DATA IN THIS EXERCISE section start

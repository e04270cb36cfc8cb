use std::sync::atomic::{AtomicBool, Ordering};
use std::sync::Arc;

use once_cell::sync::OnceCell;
use parking_lot::RwLock;
use tracing::debug;

use pagebridge_core_types::BridgeError;
use pagebridge_script_meta::{parse_source, ScriptMetadata, SourceKind};

/// One tool source plus its lazily-parsed metadata. The source is parsed at
/// most once; the result (including a parse failure) is cached.
pub struct ToolSource {
    pub id: String,
    pub kind: SourceKind,
    pub code: String,
    enabled: AtomicBool,
    parsed: OnceCell<Result<ScriptMetadata, BridgeError>>,
}

impl ToolSource {
    pub fn new(id: impl Into<String>, kind: SourceKind, code: impl Into<String>) -> Self {
        Self {
            id: id.into(),
            kind,
            code: code.into(),
            enabled: AtomicBool::new(true),
            parsed: OnceCell::new(),
        }
    }

    pub fn enabled(&self) -> bool {
        self.enabled.load(Ordering::Relaxed)
    }

    pub fn set_enabled(&self, enabled: bool) {
        self.enabled.store(enabled, Ordering::Relaxed);
    }

    /// Parse once, cache forever.
    pub fn metadata(&self) -> &Result<ScriptMetadata, BridgeError> {
        self.parsed
            .get_or_init(|| parse_source(&self.code, self.kind))
    }
}

/// Store of pre-built and externally authored tool sources, read by the
/// sequencer at bootstrap time.
#[derive(Default)]
pub struct ToolSourceStore {
    sources: RwLock<Vec<Arc<ToolSource>>>,
}

impl ToolSourceStore {
    pub fn new() -> Self {
        Self::default()
    }

    pub fn add(&self, source: ToolSource) -> Arc<ToolSource> {
        let source = Arc::new(source);
        self.sources.write().push(source.clone());
        debug!(target: "injection-sequencer", id = %source.id, "tool source added");
        source
    }

    pub fn set_enabled(&self, id: &str, enabled: bool) -> bool {
        let sources = self.sources.read();
        match sources.iter().find(|source| source.id == id) {
            Some(source) => {
                source.set_enabled(enabled);
                true
            }
            None => false,
        }
    }

    /// All sources of the given provenance, in registration order.
    pub fn of_kind(&self, kind: SourceKind) -> Vec<Arc<ToolSource>> {
        self.sources
            .read()
            .iter()
            .filter(|source| source.kind == kind)
            .cloned()
            .collect()
    }

    pub fn len(&self) -> usize {
        self.sources.read().len()
    }

    pub fn is_empty(&self) -> bool {
        self.sources.read().is_empty()
    }
}
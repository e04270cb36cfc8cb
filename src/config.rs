//! Bridge configuration: one serde-deserialisable struct per subsystem,
//! with defaults that match the reference behaviour.

use std::path::Path;

use anyhow::Context;
use serde::Deserialize;

use pagebridge_injection_sequencer::SequencerConfig;
use pagebridge_session_registry::SessionConfig;

#[derive(Clone, Debug, Default, Deserialize)]
#[serde(default)]
pub struct BridgeConfig {
    pub session: SessionConfig,
    pub sequencer: SequencerConfig,
}

impl BridgeConfig {
    /// Load from a JSON file; missing fields fall back to defaults.
    pub fn load(path: impl AsRef<Path>) -> anyhow::Result<Self> {
        let path = path.as_ref();
        let text = std::fs::read_to_string(path)
            .with_context(|| format!("reading config {}", path.display()))?;
        serde_json::from_str(&text)
            .with_context(|| format!("parsing config {}", path.display()))
    }
}
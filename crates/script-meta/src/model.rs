use serde_json::Value;

/// Provenance of a tool source. Built-in sources ship with the coordinator;
/// external sources are authored by third parties and face stricter
/// namespace rules.
#[derive(Clone, Copy, Debug, Eq, PartialEq)]
pub enum SourceKind {
    Builtin,
    External,
}

/// Parsed descriptor embedded in a tool source. Parsed once per source.
#[derive(Clone, Debug, PartialEq)]
pub struct ScriptMetadata {
    pub name: String,
    pub namespace: String,
    pub version: String,
    pub description: String,
    pub match_patterns: Vec<String>,
    pub exclude_patterns: Vec<String>,
    pub schema: Option<Value>,
}

impl ScriptMetadata {
    /// Qualified tool name as announced to the coordinator.
    pub fn qualified_name(&self) -> String {
        format!("{}_{}", self.namespace, self.name)
    }
}
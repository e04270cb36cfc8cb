//! Tool-source descriptors: the version pragma, the embedded metadata
//! literal, export checks and URL match patterns.
//!
//! A tool source is a small script honouring a bit-exact contract: a
//! directive string pragma as its first statement, an exported `metadata`
//! literal, an exported `execute` function (may be async) and an optional
//! synchronous `should_register` gate. The metadata literal is read with a
//! restricted-grammar parser; the source is never executed.

pub mod literal;
pub mod matcher;
pub mod model;
pub mod parse;

pub use matcher::{url_admitted, MatchPattern};
pub use model::{ScriptMetadata, SourceKind};
pub use parse::parse_source;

DATA IN THIS EXERCISE section end

### TASK INSTRUCTIONS
When the string "filename" occurs in a line of the material, that line belongs in the answer.

### WRITTEN REPLY
filename src/config.rs
filename crates/script-meta/src/model.rs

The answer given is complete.